Even though I use it for my own language learning, I don't know that I've ever used this strategy in my teaching. It seems like such an obvious strategy for learning words that I've just assumed that students would do it on their own. Now, after actually thinking about it, I'm not so sure they do.

With the large amount of vocabulary we cover in class, is it a good idea to spend time elaborating on words during our time together, or is it better to model the strategy and to leave the responsibility for using it with the students?

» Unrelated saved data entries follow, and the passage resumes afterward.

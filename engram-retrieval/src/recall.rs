//! The dual-store fan-out template and its entry points.

use std::collections::{HashMap, HashSet};

use engram_core::errors::EngramResult;
use engram_core::models::{ContentItem, Entity, Fact, Scope};
use engram_core::traits::IEmbeddingProvider;
use engram_embeddings::{top_k, EmbeddingGenerator};
use engram_storage::queries::entity_ops;
use engram_storage::{Store, StoreManager};

/// Which stores a recall query fans out to.
#[derive(Debug, Clone, Copy, PartialEq, Eq)]
pub enum RecallScope {
    All,
    Project,
    Global,
}

impl RecallScope {
    fn includes_project(self) -> bool {
        matches!(self, RecallScope::All | RecallScope::Project)
    }

    fn includes_global(self) -> bool {
        matches!(self, RecallScope::All | RecallScope::Global)
    }
}

/// Which store a result came from.
#[derive(Debug, Clone, Copy, PartialEq, Eq)]
pub enum SourceStore {
    Project,
    Global,
}

impl SourceStore {
    pub fn as_str(&self) -> &'static str {
        match self {
            SourceStore::Project => "project",
            SourceStore::Global => "global",
        }
    }
}

/// One recalled fact, annotated with its subject and source store.
#[derive(Debug, Clone)]
pub struct RecallResult {
    pub fact: Fact,
    pub subject_slug: String,
    pub subject_name: String,
    pub source: SourceStore,
}

/// Post-merge admission predicate.
#[derive(Debug, Clone)]
pub struct ScopeFilter {
    scope: RecallScope,
    project_path: Option<String>,
}

impl ScopeFilter {
    pub fn new(scope: RecallScope, project_path: Option<String>) -> Self {
        Self {
            scope,
            project_path,
        }
    }

    pub fn admits(&self, fact: &Fact) -> bool {
        match self.scope {
            RecallScope::All => true,
            RecallScope::Project => {
                fact.scope == Scope::Project && fact.project_path == self.project_path
            }
            RecallScope::Global => fact.scope == Scope::Global,
        }
    }
}

/// Fan a per-store query out to the stores `scope` names, annotate each
/// result with its source, filter, sort newest-first, deduplicate across
/// stores, and truncate to `limit`.
pub fn recall_with<F>(
    manager: &StoreManager,
    scope: RecallScope,
    limit: usize,
    query_fn: F,
) -> EngramResult<Vec<RecallResult>>
where
    F: Fn(&Store) -> EngramResult<Vec<Fact>>,
{
    let mut merged = Vec::new();

    if scope.includes_project() {
        if let Some(project) = manager.project_store()? {
            let facts = query_fn(project)?;
            merged.extend(annotate(project, facts, SourceStore::Project)?);
        }
    }
    if scope.includes_global() {
        let global = manager.global_store();
        let facts = query_fn(global)?;
        merged.extend(annotate(global, facts, SourceStore::Global)?);
    }

    let filter = ScopeFilter::new(
        scope,
        manager.project_path().map(|p| p.display().to_string()),
    );
    merged.retain(|result| filter.admits(&result.fact));

    merged.sort_by(|a, b| {
        b.fact
            .created_at
            .cmp(&a.fact.created_at)
            .then_with(|| b.fact.id.cmp(&a.fact.id))
    });
    dedupe(&mut merged);
    merged.truncate(limit);
    tracing::debug!(scope = ?scope, results = merged.len(), "recall fan-out merged");
    Ok(merged)
}

/// Most recently created facts across the selected stores.
pub fn recall_recent(
    manager: &StoreManager,
    scope: RecallScope,
    limit: usize,
) -> EngramResult<Vec<RecallResult>> {
    recall_with(manager, scope, limit, |store| store.recent_facts(limit))
}

/// Semantic recall: embed the query, rank stored vectors per store, merge
/// by similarity.
pub fn recall_semantic(
    manager: &StoreManager,
    scope: RecallScope,
    query: &str,
    limit: usize,
) -> EngramResult<Vec<(RecallResult, f32)>> {
    const CANDIDATE_POOL: usize = 512;

    let generator = EmbeddingGenerator::new();
    let query_vector = generator.embed(query)?;

    let mut merged: Vec<(RecallResult, f32)> = Vec::new();
    let mut gather = |store: &Store, source: SourceStore| -> EngramResult<()> {
        let facts = store.facts_with_embeddings(CANDIDATE_POOL)?;
        let candidates: Vec<(Fact, Vec<f32>)> = facts
            .into_iter()
            .filter_map(|fact| {
                let json = fact.embedding_json.as_deref()?;
                let vector: Vec<f32> = serde_json::from_str(json).ok()?;
                Some((fact, vector))
            })
            .collect();
        let ranked = top_k(&query_vector, candidates, limit);
        let annotated = annotate(
            store,
            ranked.iter().map(|(fact, _)| fact.clone()).collect(),
            source,
        )?;
        merged.extend(
            annotated
                .into_iter()
                .zip(ranked.into_iter().map(|(_, score)| score)),
        );
        Ok(())
    };

    if scope.includes_project() {
        if let Some(project) = manager.project_store()? {
            gather(project, SourceStore::Project)?;
        }
    }
    if scope.includes_global() {
        gather(manager.global_store(), SourceStore::Global)?;
    }

    let filter = ScopeFilter::new(
        scope,
        manager.project_path().map(|p| p.display().to_string()),
    );
    merged.retain(|(result, _)| filter.admits(&result.fact));

    merged.sort_by(|a, b| b.1.partial_cmp(&a.1).unwrap_or(std::cmp::Ordering::Equal));
    let mut seen = HashSet::new();
    merged.retain(|(result, _)| seen.insert(dedupe_key(result)));
    merged.truncate(limit);
    Ok(merged)
}

/// Lexical recall over indexed content, newest hits first per store rank.
pub fn recall_lexical(
    manager: &StoreManager,
    scope: RecallScope,
    query: &str,
    limit: usize,
) -> EngramResult<Vec<(ContentItem, SourceStore)>> {
    let mut merged = Vec::new();

    if scope.includes_project() {
        if let Some(project) = manager.project_store()? {
            for item in project.search_content(query, limit)? {
                merged.push((item, SourceStore::Project));
            }
        }
    }
    if scope.includes_global() {
        for item in manager.global_store().search_content(query, limit)? {
            merged.push((item, SourceStore::Global));
        }
    }

    merged.truncate(limit);
    Ok(merged)
}

/// Join subject entities in one batched query and attach the source tag.
fn annotate(
    store: &Store,
    facts: Vec<Fact>,
    source: SourceStore,
) -> EngramResult<Vec<RecallResult>> {
    let subject_ids: Vec<i64> = facts
        .iter()
        .map(|fact| fact.subject_entity_id)
        .collect::<HashSet<_>>()
        .into_iter()
        .collect();
    let entities: HashMap<i64, Entity> = store
        .read(|conn| entity_ops::entities_by_ids(conn, &subject_ids))?
        .into_iter()
        .map(|entity| (entity.id, entity))
        .collect();

    Ok(facts
        .into_iter()
        .map(|fact| {
            let (slug, name) = entities
                .get(&fact.subject_entity_id)
                .map(|e| (e.slug.clone(), e.canonical_name.clone()))
                .unwrap_or_default();
            RecallResult {
                fact,
                subject_slug: slug,
                subject_name: name,
                source,
            }
        })
        .collect())
}

/// Cross-store identity: same slot and object means the same fact.
fn dedupe_key(result: &RecallResult) -> (String, String, String) {
    let object = result
        .fact
        .object_literal
        .as_deref()
        .map(str::to_lowercase)
        .or_else(|| result.fact.object_entity_id.map(|id| format!("#{id}")))
        .unwrap_or_default();
    (
        result.subject_slug.clone(),
        result.fact.predicate.clone(),
        object,
    )
}

fn dedupe(results: &mut Vec<RecallResult>) {
    let mut seen = HashSet::new();
    results.retain(|result| seen.insert(dedupe_key(result)));
}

For in-class strategy use, I think a free association exercise might be helpful (there is a good explanation of an activity here). After listing associations, students have to explain the connection to the target term. For more advanced students, maybe a Semantic Feature Analysis activity would be helpful. A Semantic Feature Analysis chart “can examine related concepts but make distinctions between them according to particular criteria across which the concepts can be compared.” There is an example here with presidents and features of their candidacy and campaigns, but the same structure can be applied to words that are similar in meaning, or related in topic.

For out-of-class activities, the association/elaboration strategies could be a good homework assignment to populate a vocabulary list of the most difficult words to remember. Have the students choose one or two words each from the discussion and then create an association or elaboration device for it. Pull everyone's words together to make a list for everyone to study.

Do you know any other ways to incorporate association or elaboration strategies into vocabulary learning? What's worked for you?

Sources:
1. Rebecca Oxford, Language Learning Strategies, 1990.

1 comment:

  1. Words, English words, are full of echoes, of memories, of associations. They have been out and about, on people's lips, in their houses, in the streets, in the fields, for so many centuries. Applying right word at the right place is very necessary. To get a hand over vocabulary get in touch with https://vocabmonk.com.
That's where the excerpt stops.